After leaving Penzance the steamer hugs the shore

close enough to enable good views of Newlyn, Mousehole, St. Clement's Island, Lamorna, the Logan Rock promontory, and Land's End to be seen. The bell-buoy (marking the dangerous reef called the Runnel Stone) will be heard if there be the slightest sea running, and at Land's End the steamer heads straight away for the islands, twenty-five miles distant.

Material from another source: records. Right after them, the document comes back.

//! Events carried on the in-process notification bus.
//!
//! `uvn-08-peers` publishes one of these per mutation, in the same fixed
//! dispatch order the reference agent uses for its listener callbacks
//! (online cells, then consistency, then reachability, then links).
//! `uvn-10-controlplane` reuses the same bus to wake its waitset loop from
//! background workers (the timer and reachability-probe tasks) without
//! adding a second notification mechanism.

use serde::{Deserialize, Serialize};
use shared_types::ids::{CellId, PeerId};
use shared_types::net::LanDescriptor;
use std::collections::BTreeSet;

/// All events that can be published to the bus.
#[derive(Debug, Clone, Serialize, Deserialize)]
pub enum UvnEvent {
    /// The set of cells currently asserting liveliness changed.
    OnlineCells(BTreeSet<CellId>),
    /// Every defined cell is now online.
    AllCellsConnected,
    /// The registry's own presence became reachable, or stopped being so.
    RegistryConnected(bool),
    /// A peer's advertised routed LANs changed.
    RoutedNetworks {
        peer: PeerId,
        networks: Vec<LanDescriptor>,
    },
    /// A routed LAN not previously seen from any peer was discovered.
    RoutedNetworksDiscovered {
        peer: PeerId,
        networks: Vec<LanDescriptor>,
    },
    /// A cell's applied config generation now matches the registry's.
    ConsistentConfigCells(BTreeSet<CellId>),
    /// Every cell's applied config generation matches the registry's.
    ConsistentConfigUvn,
    /// The set of networks this agent can reach by direct probing changed.
    LocalReachableNetworks(Vec<LanDescriptor>),
    /// The UVN-wide reachable-networks view for a peer changed.
    ReachableNetworks {
        peer: PeerId,
        networks: Vec<LanDescriptor>,
    },
    /// Every network routed by any cell is reachable from every other cell.
    FullyRoutedUvn,
    /// A VPN tunnel's link status changed.
    VpnConnections {
        peer: PeerId,
        interface: String,
        online: bool,
    },
    /// Internal wakeup outside the UVN/CELL/BACKBONE dispatch order, used
    /// to break a waitset loop out of `wait()` from a timer or a completed
    /// background task.
    Trigger(String),
}

impl UvnEvent {
    /// Topic used for coarse subscription filtering.
    #[must_use]
    pub fn topic(&self) -> EventTopic {
        match self {
            Self::Trigger(_) => EventTopic::ControlPlane,
            _ => EventTopic::Peers,
        }
    }

    /// The peer this event is about, if any.
    #[must_use]
    pub fn peer(&self) -> Option<PeerId> {
        match self {
            Self::RoutedNetworks { peer, .. }
            | Self::RoutedNetworksDiscovered { peer, .. }
            | Self::ReachableNetworks { peer, .. }
            | Self::VpnConnections { peer, .. } => Some(*peer),
            Self::RegistryConnected(_) => Some(PeerId::Registry),
            _ => None,
        }
    }
}

/// Event topics for subscription filtering.
#[derive(Debug, Clone, Copy, PartialEq, Eq, Hash, Serialize, Deserialize)]
pub enum EventTopic {
    /// Peers-registry notifications (§4.8 listener events).
    Peers,
    /// Control-plane-internal wakeups.
    ControlPlane,
    /// All events, no filtering.
    All,
}

/// Filter for subscribing to specific events.
#[derive(Debug, Clone, Default)]
pub struct EventFilter {
    /// Topics to include. Empty means all topics.
    pub topics: Vec<EventTopic>,
    /// Peers to include. Empty means all peers.
    pub peers: Vec<PeerId>,
}

impl EventFilter {
    /// Create a filter that accepts all events.
    #[must_use]
    pub fn all() -> Self {
        Self::default()
    }

    /// Create a filter for specific topics.
    #[must_use]
    pub fn topics(topics: Vec<EventTopic>) -> Self {
        Self {
            topics,
            peers: Vec::new(),
        }
    }

    /// Create a filter for events about specific peers.
    #[must_use]
    pub fn from_peers(peers: Vec<PeerId>) -> Self {
        Self {
            topics: Vec::new(),
            peers,
        }
    }

    /// Check if an event matches this filter.
    #[must_use]
    pub fn matches(&self, event: &UvnEvent) -> bool {
        let topic_match = self.topics.is_empty()
            || self.topics.contains(&EventTopic::All)
            || self.topics.contains(&event.topic());

        let peer_match = self.peers.is_empty()
            || match event.peer() {
                Some(p) => self.peers.contains(&p),
                None => true,
            };

        topic_match && peer_match
    }
}

#[cfg(test)]
mod tests {
    use super::*;

    #[test]
    fn filter_all_matches_everything() {
        let filter = EventFilter::all();
        assert!(filter.matches(&UvnEvent::AllCellsConnected));
        assert!(filter.matches(&UvnEvent::Trigger("probe".into())));
    }

    #[test]
    fn filter_by_topic_excludes_other_topic() {
        let filter = EventFilter::topics(vec![EventTopic::ControlPlane]);
        assert!(!filter.matches(&UvnEvent::AllCellsConnected));
        assert!(filter.matches(&UvnEvent::Trigger("timer".into())));
    }

    #[test]
    fn filter_by_peer_excludes_other_peers() {
        let filter = EventFilter::from_peers(vec![PeerId::Cell(CellId::new(1))]);
        let matching = UvnEvent::VpnConnections {
            peer: PeerId::Cell(CellId::new(1)),
            interface: "uwg-b0".into(),
            online: true,
        };
        let other = UvnEvent::VpnConnections {
            peer: PeerId::Cell(CellId::new(2)),
            interface: "uwg-b0".into(),
            online: true,
        };
        assert!(filter.matches(&matching));
        assert!(!filter.matches(&other));
        // events with no associated peer always pass a peer filter
        assert!(filter.matches(&UvnEvent::FullyRoutedUvn));
    }
}
//! Error taxonomy for the Agent. Subsystem errors are re-exported
//! unchanged (each already carries its own [`Severity`]); this crate adds
//! the orchestration-level variants: LAN-coverage rejection at startup,
//! bundle/package decoding, pending-config validation, and the
//! `spin_until_consistent` timeout of §5.

use shared_types::errors::{Classified, Severity};
use shared_types::ids::CellId;

#[derive(Debug, thiserror::Error)]
pub enum AgentError {
    #[error(transparent)]
    Tunnel(#[from] uvn_05_tunnel::TunnelError),
    #[error(transparent)]
    NetworkPlane(#[from] uvn_06_netplane::NetworkPlaneError),
    #[error(transparent)]
    Router(#[from] uvn_07_router::RouterError),
    #[error(transparent)]
    Probe(#[from] uvn_09_probe::ProbeError),
    #[error(transparent)]
    KeyMaterial(#[from] uvn_02_keymaterial::KeyMaterialError),
    #[error(transparent)]
    Peers(#[from] uvn_08_peers::PeersError),

    /// Detected local interfaces do not cover cell {0}'s declared
    /// `allowed_lans`; startup is refused (§4.11). This is a runtime
    /// rejection at the agent, not the registry, so it is carried here
    /// rather than as `shared_types::uvn::UvnError`.
    #[error("local network interfaces do not cover cell {0}'s allowed_lans: missing {1}")]
    LanNotCovered(CellId, ipnetwork::Ipv4Network),

    #[error("failed to parse detected network interfaces: {0}")]
    NicDetectionFailed(String),

    #[error("failed to read bundle archive: {0}")]
    Archive(String),

    #[error("failed to parse agent configuration: {0}")]
    ConfigParse(String),

    #[error("pending configuration failed validation: {0}")]
    InvalidPendingConfig(String),

    #[error("another agent process already holds the network plane")]
    AlreadyRunning,

    #[error("spin_until_{operation} exceeded {0:?}", operation = .1)]
    SpinTimeout(std::time::Duration, &'static str),

    #[error("rollback after a failed reload also failed: {0}")]
    RollbackFailed(String),

    #[error("the backbone sample targeted a different registry_id ({expected}) than the bundle we hold ({actual})")]
    RegistryIdMismatch { expected: String, actual: String },
}

impl Classified for AgentError {
    fn severity(&self) -> Severity {
        match self {
            Self::Tunnel(e) => e.severity(),
            Self::NetworkPlane(e) => e.severity(),
            Self::Router(e) => e.severity(),
            Self::Probe(e) => e.severity(),
            Self::KeyMaterial(e) => e.severity(),
            Self::Peers(e) => e.severity(),
            Self::LanNotCovered(..) | Self::NicDetectionFailed(_) => Severity::Network,
            Self::Archive(_) | Self::ConfigParse(_) | Self::InvalidPendingConfig(_) => Severity::Identity,
            Self::AlreadyRunning => Severity::Configuration,
            Self::SpinTimeout(..) => Severity::Timeout,
            Self::RollbackFailed(_) => Severity::External,
            Self::RegistryIdMismatch { .. } => Severity::Consistency,
        }
    }
}
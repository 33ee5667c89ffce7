//! Kernel forwarding, NAT masquerade and TCP-MSS clamp rules (§4.6),
//! grounded on the reference `ipv4_enable_forward`/`ipv4_enable_output_nat`/
//! `iptables_tcp_pmtu`/`iptables_docker_forward` helpers. `start` is fatal
//! on any failure; `stop` is best-effort and reverses every rule it
//! installed, logging per-rule failures instead of aborting, since it may
//! run during cleanup of a partially initialized state.

use shared_types::exec::{stderr_string, succeeded, CommandRunner};

use crate::errors::NetworkPlaneError;

/// One tunnel interface's desired plane treatment, mirroring the
/// `masquerade`/`forward` flags of a `VpnSettings` profile.
#[derive(Debug, Clone, Copy)]
pub struct InterfacePlane<'a> {
    pub interface: &'a str,
    pub masquerade: bool,
    pub forward: bool,
}

#[derive(Debug, Default)]
struct PlaneState {
    forwarding_enabled: bool,
    masqueraded: Vec<String>,
    forwarded: Vec<String>,
    mss_clamp: bool,
    docker_pairs: Vec<(String, String)>,
}

pub struct NetworkPlane<R: CommandRunner> {
    runner: R,
    state: PlaneState,
}

impl<R: CommandRunner> NetworkPlane<R> {
    pub fn new(runner: R) -> Self {
        Self {
            runner,
            state: PlaneState::default(),
        }
    }

    fn iptables(&self, args: &[&str]) -> Result<(), String> {
        match self.runner.run("iptables", args) {
            Ok(out) if succeeded(&out) => Ok(()),
            Ok(out) => Err(stderr_string(&out)),
            Err(e) => Err(e.to_string()),
        }
    }

    /// `echo 1 > /proc/sys/net/ipv4/ip_forward`, matching
    /// `ipv4_enable_kernel_forwarding`.
    #[tracing::instrument(skip(self))]
    pub fn enable_forwarding(&mut self) -> Result<(), NetworkPlaneError> {
        self.runner
            .run("sysctl", &["-w", "net.ipv4.ip_forward=1"])
            .map_err(|e| NetworkPlaneError::ForwardingFailed(e.to_string()))
            .and_then(|out| {
                if succeeded(&out) {
                    self.state.forwarding_enabled = true;
                    Ok(())
                } else {
                    Err(NetworkPlaneError::ForwardingFailed(stderr_string(&out)))
                }
            })
    }

    fn enable_masquerade_rule(&self, iface: &str) -> Result<(), String> {
        self.iptables(&["-t", "nat", "-A", "POSTROUTING", "-o", iface, "-j", "MASQUERADE"])
    }

    fn disable_masquerade_rule(&self, iface: &str) -> Result<(), String> {
        self.iptables(&["-t", "nat", "-D", "POSTROUTING", "-o", iface, "-j", "MASQUERADE"])
    }

    fn enable_forward_rule(&self, iface: &str) -> Result<(), String> {
        self.iptables(&["-A", "FORWARD", "-i", iface, "-j", "ACCEPT"])?;
        self.iptables(&[
            "-A", "FORWARD", "-i", iface, "-m", "state", "--state", "ESTABLISHED,RELATED", "-j", "ACCEPT",
        ])
    }

    fn disable_forward_rule(&self, iface: &str) -> Result<(), String> {
        self.iptables(&["-D", "FORWARD", "-i", iface, "-j", "ACCEPT"])?;
        self.iptables(&[
            "-D", "FORWARD", "-i", iface, "-m", "state", "--state", "ESTABLISHED,RELATED", "-j", "ACCEPT",
        ])
    }

    fn enable_tcp_mss_clamp(&self) -> Result<(), String> {
        self.iptables(&[
            "-A", "FORWARD", "-p", "tcp", "--tcp-flags", "SYN,RST", "SYN", "-j", "TCPMSS", "--clamp-mss-to-pmtu",
        ])
    }

    fn disable_tcp_mss_clamp(&self) -> Result<(), String> {
        self.iptables(&[
            "-D", "FORWARD", "-p", "tcp", "--tcp-flags", "SYN,RST", "SYN", "-j", "TCPMSS", "--clamp-mss-to-pmtu",
        ])
    }

    /// True if a `DOCKER-USER` chain is present, i.e. a container-network
    /// firewall is managing this host.
    pub fn detect_docker(&self) -> bool {
        matches!(
            self.runner.run("iptables", &["-n", "--list", "DOCKER-USER"]),
            Ok(out) if succeeded(&out)
        )
    }

    fn enable_docker_forward(&self, a: &str, b: &str) -> Result<(), String> {
        self.iptables(&["-I", "DOCKER-USER", "-i", a, "-o", b, "-j", "ACCEPT"])
    }

    fn disable_docker_forward(&self, a: &str, b: &str) -> Result<(), String> {
        self.iptables(&["-D", "DOCKER-USER", "-i", a, "-o", b, "-j", "ACCEPT"])
    }

    /// Enables forwarding, installs masquerade/forward rules for every
    /// interface that asks for them, clamps TCP MSS on forward, and — if a
    /// container-network firewall is detected — inserts explicit
    /// inter-interface forwarding rules in its user chain for every pair
    /// of the given interfaces.
    #[tracing::instrument(skip(self, interfaces))]
    pub fn start(&mut self, interfaces: &[InterfacePlane<'_>]) -> Result<(), NetworkPlaneError> {
        self.enable_forwarding()?;

        for plane in interfaces {
            if plane.masquerade {
                self.enable_masquerade_rule(plane.interface)
                    .map_err(|e| NetworkPlaneError::MasqueradeFailed(plane.interface.to_string(), e))?;
                self.state.masqueraded.push(plane.interface.to_string());
            }
            if plane.forward {
                self.enable_forward_rule(plane.interface)
                    .map_err(|e| NetworkPlaneError::MasqueradeFailed(plane.interface.to_string(), e))?;
                self.state.forwarded.push(plane.interface.to_string());
            }
        }

        self.enable_tcp_mss_clamp().map_err(NetworkPlaneError::MssClampFailed)?;
        self.state.mss_clamp = true;

        if self.detect_docker() {
            tracing::warn!("docker detected, installing explicit DOCKER-USER forwarding rules");
            let names: Vec<&str> = interfaces.iter().map(|p| p.interface).collect();
            for i in 0..names.len() {
                for j in (i + 1)..names.len() {
                    self.enable_docker_forward(names[i], names[j])
                        .map_err(|e| NetworkPlaneError::DockerForwardFailed(names[i].into(), names[j].into(), e))?;
                    self.enable_docker_forward(names[j], names[i])
                        .map_err(|e| NetworkPlaneError::DockerForwardFailed(names[j].into(), names[i].into(), e))?;
                    self.state.docker_pairs.push((names[i].to_string(), names[j].to_string()));
                }
            }
        }

        tracing::info!("network plane started");
        Ok(())
    }

    /// Reverses every rule this plane installed. Never aborts: logs and
    /// continues so a single stubborn rule doesn't leave the rest in place.
    #[tracing::instrument(skip(self))]
    pub fn stop(&mut self) {
        for (a, b) in self.state.docker_pairs.drain(..) {
            if let Err(e) = self.disable_docker_forward(&a, &b) {
                tracing::warn!(a = %a, b = %b, error = %e, "failed to remove docker forward rule");
            }
        }
        if self.state.mss_clamp {
            self.state.mss_clamp = false;
            if let Err(e) = self.disable_tcp_mss_clamp() {
                tracing::warn!(error = %e, "failed to remove tcp-mss clamp rule");
            }
        }
        for iface in self.state.forwarded.drain(..) {
            if let Err(e) = self.disable_forward_rule(&iface) {
                tracing::warn!(interface = %iface, error = %e, "failed to remove forward rule");
            }
        }
        for iface in self.state.masqueraded.drain(..) {
            if let Err(e) = self.disable_masquerade_rule(&iface) {
                tracing::warn!(interface = %iface, error = %e, "failed to remove masquerade rule");
            }
        }
    }
}
//! Key material for one VPN profile: a WireGuard keypair per participant
//! and a preshared key per link, independent of the identity/permissions
//! CA material.

use std::collections::BTreeMap;

use uvn_01_paired_map::PairedValueMap;

use crate::errors::VpnConfigError;
use crate::wg::{genpsk, WgKeyPair};
use shared_types::ids::{CellId, PeerId};

/// Keys for a centralized (root or particles) VPN: one key for the root
/// and one per connected peer, plus a preshared key per `(root, peer)`
/// pair. Mirrors the reference's `CentralizedVpnKeyMaterial`.
#[derive(Default)]
pub struct CentralizedVpnKeyMaterial {
    root_key: Option<WgKeyPair>,
    peer_keys: BTreeMap<PeerId, WgKeyPair>,
    preshared_keys: PairedValueMap<PeerId, String>,
}

impl CentralizedVpnKeyMaterial {
    pub fn new() -> Self {
        Self::default()
    }

    /// Ensures keys exist for the root and for every id in `peer_ids`.
    pub fn assert_keys(&mut self, peer_ids: impl IntoIterator<Item = PeerId>) {
        if self.root_key.is_none() {
            self.root_key = Some(WgKeyPair::generate());
        }
        for id in peer_ids {
            self.peer_keys.entry(id).or_insert_with(WgKeyPair::generate);
            self.preshared_keys.assert_with(PeerId::Registry, id, genpsk);
        }
    }

    /// Drops keys for peers no longer in `peer_ids`.
    pub fn purge_gone_peers(&mut self, peer_ids: &[PeerId]) {
        let keep: std::collections::BTreeSet<PeerId> = peer_ids.iter().copied().collect();
        let gone: Vec<PeerId> = self.peer_keys.keys().copied().filter(|id| !keep.contains(id)).collect();
        for id in gone {
            self.peer_keys.remove(&id);
            self.preshared_keys.purge(id);
        }
    }

    pub fn drop_keys(&mut self) {
        self.root_key = None;
        self.peer_keys.clear();
        self.preshared_keys = PairedValueMap::new();
    }

    pub fn root_key(&self) -> Result<&WgKeyPair, VpnConfigError> {
        self.root_key.as_ref().ok_or(VpnConfigError::KeyNotAsserted(PeerId::Registry))
    }

    pub fn peer_material(&self, peer: PeerId) -> Result<(&WgKeyPair, String), VpnConfigError> {
        let key = self.peer_keys.get(&peer).ok_or(VpnConfigError::KeyNotAsserted(peer))?;
        let psk = self
            .preshared_keys
            .get(PeerId::Registry, peer)
            .map_err(|_| VpnConfigError::PskNotAsserted)?;
        Ok((key, psk.clone()))
    }
}

/// Keys for the peer-to-peer backbone VPN: each unordered pair of cells
/// owns an independent keypair per side plus a preshared key, all keyed
/// by the canonical `(min, max)` cell-id pair.
#[derive(Default)]
pub struct P2PVpnKeyMaterial {
    pair_keys: PairedValueMap<CellId, (WgKeyPair, WgKeyPair)>,
    preshared_keys: PairedValueMap<CellId, String>,
}

impl P2PVpnKeyMaterial {
    pub fn new() -> Self {
        Self::default()
    }

    pub fn drop_keys(&mut self) {
        self.pair_keys = PairedValueMap::new();
        self.preshared_keys = PairedValueMap::new();
    }

    /// Returns `(a's keypair, b's keypair, psk)` for the edge `(a, b)`,
    /// generating them on first assertion.
    pub fn assert_pair(&mut self, a: CellId, b: CellId) -> (WgKeyPair, WgKeyPair, String) {
        let (ka, kb) = self
            .pair_keys
            .assert_with(a, b, || (WgKeyPair::generate(), WgKeyPair::generate()));
        let side_a = PairedValueMap::<CellId, WgKeyPair>::pick(a, b, a, (ka, kb)).clone();
        let side_b = PairedValueMap::<CellId, WgKeyPair>::pick(a, b, b, (ka, kb)).clone();
        let psk = self.preshared_keys.assert_with(a, b, genpsk).clone();
        (side_a, side_b, psk)
    }

    pub fn pair_material(&self, a: CellId, b: CellId) -> Result<(WgKeyPair, WgKeyPair, String), VpnConfigError> {
        let (ka, kb) = self.pair_keys.get(a, b).map_err(|_| VpnConfigError::KeyNotAsserted(PeerId::Cell(a)))?;
        let side_a = PairedValueMap::<CellId, WgKeyPair>::pick(a, b, a, (ka, kb)).clone();
        let side_b = PairedValueMap::<CellId, WgKeyPair>::pick(a, b, b, (ka, kb)).clone();
        let psk = self.preshared_keys.get(a, b).map_err(|_| VpnConfigError::PskNotAsserted)?.clone();
        Ok((side_a, side_b, psk))
    }
}

#[cfg(test)]
mod tests {
    use super::*;

    #[test]
    fn centralized_keys_are_stable_once_asserted() {
        let mut km = CentralizedVpnKeyMaterial::new();
        km.assert_keys([PeerId::Cell(CellId::new(1))]);
        let (key1, psk1) = km.peer_material(PeerId::Cell(CellId::new(1))).unwrap();
        let pub1 = key1.public_key.clone();
        km.assert_keys([PeerId::Cell(CellId::new(1))]);
        let (key2, psk2) = km.peer_material(PeerId::Cell(CellId::new(1))).unwrap();
        assert_eq!(pub1, key2.public_key);
        assert_eq!(psk1, psk2);
    }

    #[test]
    fn p2p_pair_material_is_symmetric() {
        let mut km = P2PVpnKeyMaterial::new();
        let a = CellId::new(1);
        let b = CellId::new(2);
        let (ka, kb, psk_ab) = km.assert_pair(a, b);
        let (kb2, ka2, psk_ba) = km.assert_pair(b, a);
        assert_eq!(ka.public_key, ka2.public_key);
        assert_eq!(kb.public_key, kb2.public_key);
        assert_eq!(psk_ab, psk_ba);
    }
}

Five of the islands are inhabited, namely, St. Mary's, Tresco, St. Martin, St. Agnes, and Bryher, and there are about thirty small ones and rocks, inhabited by swarms of sea-birds. The population is about 2000, of whom 1300 are on St. Mary's, the balance being spread over the other four. It follows that the boat in the Scilly Isles takes the place of cab and omnibus, and those who are not disposed to trust themselves in that form of conveyance had best avoid the archipelago. Everyone can sail a boat here, it is the usual-nay, sole-mode of communication between the islands. Men, women, maidens, and even children are, in the Scilly Isles, boatmen and boatwomen.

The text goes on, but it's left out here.